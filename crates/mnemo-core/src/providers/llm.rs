//! LLM chat client
//!
//! The extractors depend on a single-turn generation contract: prompt in,
//! text out. [`OpenAiChatClient`] speaks the OpenAI-compatible
//! `/chat/completions` wire format; tests substitute deterministic stubs.

use async_trait::async_trait;
use serde::Deserialize;
use serde_json::json;
use std::time::Duration;

use super::retry::retry_with_backoff;
use super::{ProviderError, ProviderResult};

// ============================================================================
// CONTRACT
// ============================================================================

/// Single-turn text generation
#[async_trait]
pub trait ChatModel: Send + Sync {
    /// Generate a completion for one prompt
    async fn generate(&self, prompt: &str) -> ProviderResult<String>;
}

// ============================================================================
// CONFIGURATION
// ============================================================================

/// Configuration for an OpenAI-compatible chat provider
#[derive(Debug, Clone)]
pub struct LlmConfig {
    /// API root, e.g. `https://api.deepinfra.com/v1/openai`
    pub base_url: String,
    /// Bearer token; empty means no auth header
    pub api_key: String,
    /// Model name
    pub model: String,
    /// Sampling temperature
    pub temperature: f32,
    /// Completion token cap
    pub max_tokens: u32,
    /// Per-request timeout
    pub timeout: Duration,
    /// Retry attempts per request
    pub max_retries: usize,
}

impl LlmConfig {
    /// Profile for any OpenAI-compatible endpoint
    pub fn openai_compatible(
        base_url: impl Into<String>,
        api_key: impl Into<String>,
        model: impl Into<String>,
    ) -> Self {
        Self {
            base_url: base_url.into(),
            api_key: api_key.into(),
            model: model.into(),
            temperature: 0.3,
            max_tokens: 4096,
            timeout: Duration::from_secs(60),
            max_retries: 3,
        }
    }
}

// ============================================================================
// WIRE TYPES
// ============================================================================

#[derive(Debug, Deserialize)]
struct ChatResponse {
    choices: Vec<ChatChoice>,
}

#[derive(Debug, Deserialize)]
struct ChatChoice {
    message: ChatMessage,
}

#[derive(Debug, Deserialize)]
struct ChatMessage {
    #[serde(default)]
    content: String,
}

// ============================================================================
// CLIENT
// ============================================================================

/// OpenAI-compatible chat completion client
pub struct OpenAiChatClient {
    config: LlmConfig,
    client: reqwest::Client,
}

impl OpenAiChatClient {
    /// Build a client for the given endpoint
    pub fn new(config: LlmConfig) -> ProviderResult<Self> {
        let client = reqwest::Client::builder()
            .timeout(config.timeout)
            .build()
            .map_err(|e| ProviderError::Connection(e.to_string()))?;
        Ok(Self { config, client })
    }
}

#[async_trait]
impl ChatModel for OpenAiChatClient {
    async fn generate(&self, prompt: &str) -> ProviderResult<String> {
        let url = format!(
            "{}/chat/completions",
            self.config.base_url.trim_end_matches('/')
        );
        let body = json!({
            "model": self.config.model,
            "messages": [{"role": "user", "content": prompt}],
            "temperature": self.config.temperature,
            "max_tokens": self.config.max_tokens,
        });

        retry_with_backoff(self.config.max_retries, Duration::from_secs(1), || {
            let request = self.client.post(&url).json(&body);
            let request = if self.config.api_key.is_empty() {
                request
            } else {
                request.bearer_auth(&self.config.api_key)
            };
            async move {
                let response = request.send().await.map_err(ProviderError::from_reqwest)?;
                let status = response.status();
                if status.as_u16() == 429 {
                    return Err(ProviderError::RateLimited);
                }
                if !status.is_success() {
                    let body = response.text().await.unwrap_or_default();
                    return Err(ProviderError::Http {
                        status: status.as_u16(),
                        body: body.chars().take(512).collect(),
                    });
                }
                let parsed: ChatResponse = response
                    .json()
                    .await
                    .map_err(|e| ProviderError::InvalidResponse(e.to_string()))?;
                parsed
                    .choices
                    .into_iter()
                    .next()
                    .map(|choice| choice.message.content)
                    .ok_or_else(|| {
                        ProviderError::InvalidResponse("no choices in completion".to_string())
                    })
            }
        })
        .await
    }
}

// ============================================================================
// TESTS
// ============================================================================

#[cfg(test)]
mod tests {
    use super::*;

    #[tokio::test]
    async fn test_unreachable_endpoint_is_exhausted() {
        let mut config = LlmConfig::openai_compatible("http://127.0.0.1:1/v1", "", "test-model");
        config.max_retries = 1;
        config.timeout = Duration::from_millis(200);
        let client = OpenAiChatClient::new(config).unwrap();
        let err = client.generate("hello").await.unwrap_err();
        assert!(matches!(err, ProviderError::Exhausted { .. }));
    }

    #[test]
    fn test_chat_response_parsing() {
        let json = r#"{"choices": [{"message": {"role": "assistant", "content": "hi"}}]}"#;
        let parsed: ChatResponse = serde_json::from_str(json).unwrap();
        assert_eq!(parsed.choices[0].message.content, "hi");
    }
}
//! Response envelope and error bodies
//!
//! Every success is `{status: "ok", message, result}`; every failure is
//! `{status: "failed", code, message, timestamp, path}`. No partial 2xx
//! responses exist anywhere on the surface.

use axum::Json;
use axum::http::StatusCode;
use axum::response::{IntoResponse, Response};
use chrono::Utc;
use serde::Serialize;
use serde_json::json;

use mnemo_core::EngineError;

/// Build the success envelope
pub fn ok<T: Serialize>(message: impl Into<String>, result: T) -> Json<serde_json::Value> {
    Json(json!({
        "status": "ok",
        "message": message.into(),
        "result": result,
    }))
}

// ============================================================================
// API ERROR
// ============================================================================

/// One failed request, ready to render
#[derive(Debug)]
pub struct ApiError {
    /// HTTP status
    pub status: StatusCode,
    /// Machine-readable code
    pub code: &'static str,
    /// Human-readable message
    pub message: String,
    /// Request path echoed in the body
    pub path: String,
}

impl ApiError {
    /// 400 with `INVALID_PARAMETER`
    pub fn invalid(path: &str, message: impl Into<String>) -> Self {
        Self {
            status: StatusCode::BAD_REQUEST,
            code: "INVALID_PARAMETER",
            message: message.into(),
            path: path.to_string(),
        }
    }

    /// 400 with `VALIDATION_FAILED`
    pub fn validation(path: &str, message: impl Into<String>) -> Self {
        Self {
            status: StatusCode::BAD_REQUEST,
            code: "VALIDATION_FAILED",
            message: message.into(),
            path: path.to_string(),
        }
    }

    /// 404 with `RESOURCE_NOT_FOUND`
    pub fn not_found(path: &str, message: impl Into<String>) -> Self {
        Self {
            status: StatusCode::NOT_FOUND,
            code: "RESOURCE_NOT_FOUND",
            message: message.into(),
            path: path.to_string(),
        }
    }

    /// 500 with `SYSTEM_ERROR`
    pub fn system(path: &str, message: impl Into<String>) -> Self {
        Self {
            status: StatusCode::INTERNAL_SERVER_ERROR,
            code: "SYSTEM_ERROR",
            message: message.into(),
            path: path.to_string(),
        }
    }

    /// Map an engine error onto the HTTP taxonomy
    pub fn from_engine(path: &str, error: EngineError) -> Self {
        match error {
            EngineError::InvalidArgument(message) => Self::invalid(path, message),
            EngineError::ValidationFailed(message) => Self::validation(path, message),
            EngineError::NotFound(message) => Self::not_found(path, message),
            other => {
                tracing::error!("Request to {path} failed: {other}");
                Self::system(path, other.to_string())
            }
        }
    }
}

impl IntoResponse for ApiError {
    fn into_response(self) -> Response {
        let body = Json(json!({
            "status": "failed",
            "code": self.code,
            "message": self.message,
            "timestamp": Utc::now().to_rfc3339(),
            "path": self.path,
        }));
        (self.status, body).into_response()
    }
}

// ============================================================================
// TESTS
// ============================================================================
▬▬▬▬▬▬
AIM OF THE EXERCISE
Look through the entries for the string "super". Every line that has it belongs in the answer.

ANSWER BELOW
use super::retry::retry_with_backoff;
use super::{ProviderError, ProviderResult};
    use super::*;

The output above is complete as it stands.